Il governo preannuncia misure atte a dare un taglio alla burocrazia ed a consentire cantieri più rapidi (salterebbe la soglia dei subappalti e scatterebbe l’assegnazione all’offerta più bassa), in modo da rendere più immediata e forte la spinta impressa all’economia dal Recovery Plan. Di fronte a questa prospettiva è suonato immediatamente l’allarme dei sindacati, preoccupati per l’eliminazione dei controlli e per i rischi potenzialmente provenienti dalla foresta mafiosa.
Non è la prima volta che si pone il problema di coniugare la riforma burocratica con la difesa della legalità e della correttezza nelle procedure per l’assegnazione e lo svolgimento dei lavori pubblici.

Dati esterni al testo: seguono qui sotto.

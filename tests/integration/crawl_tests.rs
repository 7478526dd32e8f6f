//! Integration tests for the crawler
//!
//! These tests use wiremock to create mock HTTP servers and test
//! the full crawl cycle end-to-end.

use std::path::Path;
use std::time::Duration;
use tempfile::TempDir;
use trawler::config::{Config, CrawlerConfig, UserAgentConfig};
use trawler::crawler::{Coordinator, CrawlMode, FetchError, Fetcher, HttpFetcher};
use trawler::TrawlerError;
use wiremock::matchers::{header, method, path};
use wiremock::{Mock, MockServer, ResponseTemplate};

/// Creates a test configuration that keeps seeds and results in `dir`
fn create_test_config(dir: &Path) -> Config {
    let mut config = Config::default();
    config.crawler.connect_timeout_ms = 1000;
    config.input.seed_path = dir.join("seeds.txt").display().to_string();
    config.output.traversed_path = dir.join("traversedFiles.txt").display().to_string();
    config
}

fn html_page(links: &[String]) -> ResponseTemplate {
    let anchors: String = links
        .iter()
        .map(|link| format!("    <a href=\"{}\">link</a>\n", link))
        .collect();
    ResponseTemplate::new(200)
        .set_body_string(format!("<html><body>\n{}</body></html>\n", anchors))
        .insert_header("content-type", "text/html")
}

fn read_lines(path: &str) -> Vec<String> {
    std::fs::read_to_string(path)
        .expect("Failed to read output file")
        .lines()
        .map(str::to_string)
        .collect()
}

#[tokio::test]
async fn test_seed_with_two_links_and_self_reference() {
    let mock_server = MockServer::start().await;
    let base_url = mock_server.uri();
    let seed = format!("{}/", base_url);

    Mock::given(method("GET"))
        .and(path("/"))
        .respond_with(html_page(&[
            format!("{}/one", base_url),
            format!("{}/two", base_url),
            seed.clone(),
        ]))
        .mount(&mock_server)
        .await;

    let dir = TempDir::new().unwrap();
    let config = create_test_config(dir.path());
    let output_path = config.output.traversed_path.clone();

    let coordinator = Coordinator::new(config).expect("Failed to create coordinator");
    let outcome = coordinator.crawl_address(&seed).await;

    assert!(outcome.is_persisted());
    assert_eq!(
        read_lines(&output_path),
        vec![seed, format!("{}/one", base_url), format!("{}/two", base_url)]
    );
    let content = std::fs::read_to_string(&output_path).unwrap();
    assert!(content.ends_with('\n'));
}

#[tokio::test]
async fn test_configured_user_agent_is_sent() {
    let mock_server = MockServer::start().await;
    let base_url = mock_server.uri();
    let user_agent = "Mozilla/5.0 (X11; Linux x86_64) TrawlerTest/1.0";

    // Only a request with the configured user agent gets the page with a link
    Mock::given(method("GET"))
        .and(path("/"))
        .and(header("user-agent", user_agent))
        .respond_with(html_page(&[format!("{}/next", base_url)]))
        .expect(1)
        .mount(&mock_server)
        .await;

    let dir = TempDir::new().unwrap();
    let mut config = create_test_config(dir.path());
    config.user_agent.value = user_agent.to_string();
    let coordinator = Coordinator::new(config).unwrap();
    let outcome = coordinator.crawl_address(&format!("{}/", base_url)).await;

    assert_eq!(outcome.visited().len(), 2);
}

#[tokio::test]
async fn test_error_status_is_absorbed() {
    let mock_server = MockServer::start().await;
    let base_url = mock_server.uri();

    // The 500 page carries a link that must not be followed
    Mock::given(method("GET"))
        .and(path("/broken"))
        .respond_with(
            ResponseTemplate::new(500)
                .set_body_string(format!("<a href=\"{}/hidden\">x</a>", base_url)),
        )
        .mount(&mock_server)
        .await;

    Mock::given(method("GET"))
        .and(path("/fine"))
        .respond_with(html_page(&[format!("{}/leaf", base_url)]))
        .mount(&mock_server)
        .await;

    let dir = TempDir::new().unwrap();
    let config = create_test_config(dir.path());
    std::fs::write(
        &config.input.seed_path,
        format!("{}/broken\n{}/fine\n", base_url, base_url),
    )
    .unwrap();

    let coordinator = Coordinator::new(config).unwrap();
    let outcome = coordinator.crawl_seed_file().await.expect("Crawl failed");

    assert_eq!(outcome.mode, CrawlMode::File);
    assert_eq!(
        outcome.visited(),
        &[
            format!("{}/broken", base_url),
            format!("{}/fine", base_url),
            format!("{}/leaf", base_url),
        ]
    );
    let stats = &outcome.traversal.stats;
    assert_eq!(stats.failures.get("http-status"), Some(&2));
}

#[tokio::test]
async fn test_file_mode_overwrites_seed_file_with_results() {
    let mock_server = MockServer::start().await;
    let base_url = mock_server.uri();

    Mock::given(method("GET"))
        .and(path("/start"))
        .respond_with(html_page(&[format!("{}/found", base_url)]))
        .mount(&mock_server)
        .await;

    let dir = TempDir::new().unwrap();
    let mut config = create_test_config(dir.path());
    // Seeds and results share one file, the classic layout
    config.input.seed_path = config.output.traversed_path.clone();
    std::fs::write(&config.input.seed_path, format!("{}/start\n", base_url)).unwrap();
    let output_path = config.output.traversed_path.clone();

    let coordinator = Coordinator::new(config).unwrap();
    coordinator.crawl_seed_file().await.unwrap();

    assert_eq!(
        read_lines(&output_path),
        vec![format!("{}/start", base_url), format!("{}/found", base_url)]
    );
}

#[tokio::test]
async fn test_missing_seed_file_is_reported() {
    let dir = TempDir::new().unwrap();
    let config = create_test_config(dir.path());
    let output_path = config.output.traversed_path.clone();

    let coordinator = Coordinator::new(config).unwrap();
    let result = coordinator.crawl_seed_file().await;

    assert!(matches!(result, Err(TrawlerError::Seed(_))));
    assert!(!Path::new(&output_path).exists());
}

#[tokio::test]
async fn test_cap_stops_wide_crawl() {
    let mock_server = MockServer::start().await;
    let base_url = mock_server.uri();

    // Every page links to the same ten pages
    let links: Vec<String> = (0..10).map(|i| format!("{}/p{}", base_url, i)).collect();
    Mock::given(method("GET"))
        .respond_with(html_page(&links))
        .mount(&mock_server)
        .await;

    let dir = TempDir::new().unwrap();
    let mut config = create_test_config(dir.path());
    config.crawler.interactive_cap = 4;
    let output_path = config.output.traversed_path.clone();

    let coordinator = Coordinator::new(config).unwrap();
    let outcome = coordinator.crawl_address(&format!("{}/", base_url)).await;

    assert_eq!(outcome.visited().len(), 4);
    let lines = read_lines(&output_path);
    assert_eq!(lines.len(), 4);
    let mut unique = lines.clone();
    unique.sort();
    unique.dedup();
    assert_eq!(unique.len(), lines.len());
}

#[tokio::test]
async fn test_slow_response_times_out() {
    let mock_server = MockServer::start().await;

    Mock::given(method("GET"))
        .respond_with(
            ResponseTemplate::new(200)
                .set_body_string("<a href=\"http://never.example/\">")
                .set_delay(Duration::from_secs(3)),
        )
        .mount(&mock_server)
        .await;

    let crawler = CrawlerConfig {
        connect_timeout_ms: 200,
        request_timeout_ms: Some(500),
        ..CrawlerConfig::default()
    };
    let fetcher = HttpFetcher::new(&crawler, &UserAgentConfig::default()).unwrap();

    let result = fetcher.fetch(&format!("{}/slow", mock_server.uri())).await;
    assert_eq!(result, Err(FetchError::Timeout));
}

#[tokio::test]
async fn test_unreachable_host_fails_fast() {
    let fetcher =
        HttpFetcher::new(&CrawlerConfig::default(), &UserAgentConfig::default()).unwrap();

    // Nothing listens on port 1
    let result = fetcher.fetch("http://127.0.0.1:1/").await;
    assert!(matches!(
        result,
        Err(FetchError::ConnectionRefused) | Err(FetchError::Timeout)
    ));
}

C’è un equivoco di fondo da cui sgombrare il campo: non è con una giungla burocratica che si bloccano i leoni in cerca di appalti facili; non è con un labirinto di adempimenti formali che si combatte l’evasione fiscale.
La quadratura del cerchio dovrebbe consistere in un sistema virtuoso di controlli: nella confusione burocratica trova facile rifugio chi vuole lavorare nell’ombra; smascherarlo non è compito che si assolve dietro le scrivanie, ma sul campo. Altrimenti finisce che vengono colpiti gli ingenui e non gli sporcaccioni.
Sarà la volta buona per avviare una riforma burocratica di cui si parla da decenni? Non sottovaluto i rischi a cui fa riferimento il sindacato: lo snellimento non deve andare a ledere i diritti dei lavoratori e le garanzie degli utenti, ma non si può mantenere lo status quo per difendere gli occupati a scapito dei disoccupati, così come non si deve difendere la continuità di chi è comodamente seduto a scapito di chi sta precariamente in piedi.
Due caratteristiche negative della nostra società sono costituite dal peso enorme della burocrazia, che paradossalmente va d’amore e d’accordo con la presenza delle mafie. Bisogna rompere questo tacito equilibrio: è un discorso enorme che deve essere affrontato e sul quale finora la politica ha chiacchierato molto e concluso poco. L’Unione europea ha perfettamente ragione a pretendere una decisa azione italiana in tal senso quale condizione per usufruire dei fondi comunitari. Non credo che gli altri stati-membro, almeno i più evoluti, abbiano simili palle al piede, anche se mi si dice che certi Stati siano maestri nel fare apparire come luccicante ciò che oro non è. Forse il pulpito europeo non è il massimo per una giusta predica anti-burocratica: una ridondante, costosissima ed autoreferenziale tecno-struttura domina sulle istituzioni europee. Comunque l’Italia deve uscire dall’imbuto burocratico pena la neutralizzazione di ogni e qualsiasi sforzo innovativo a livello legislativo ed amministrativo e la tarpatura delle ali di ogni e qualsiasi sforzo a livello del privato e del privato-sociale.
Sia chiaro che la nostra struttura burocratica non è costituita da un esercito di incapaci allo sbaraglio, è fatta, almeno in moltissimi casi, di gente capace e preparata che respira però col solo polmone della difesa del proprio potere, mentre non funziona quello civico del servizio al cittadino ed al Paese. Finora la politica ha parlato di burocrazia senza conoscerla, finendo solo con lo scaricare su di essa il barile delle proprie responsabilità. Per combattere un male bisogna conoscerlo, altrimenti se ne resta paralizzati. Dal governo tecnico-politico di Mario Draghi mi aspetto un’inversione di tendenza ed al riguardo mi lascia ben sperare la dimestichezza burocratica di parecchi ministri collocati nei posti chiave. Qualche bastian contrario obietterà: ci illudiamo di combattere la burocrazia piazzando dei burocrati nei ministeri chiave? Nessuna illusione, solo la speranza che possa esserci qualcuno che osa prendere il toro per le corna a costo di prendere qualche (s)cornata.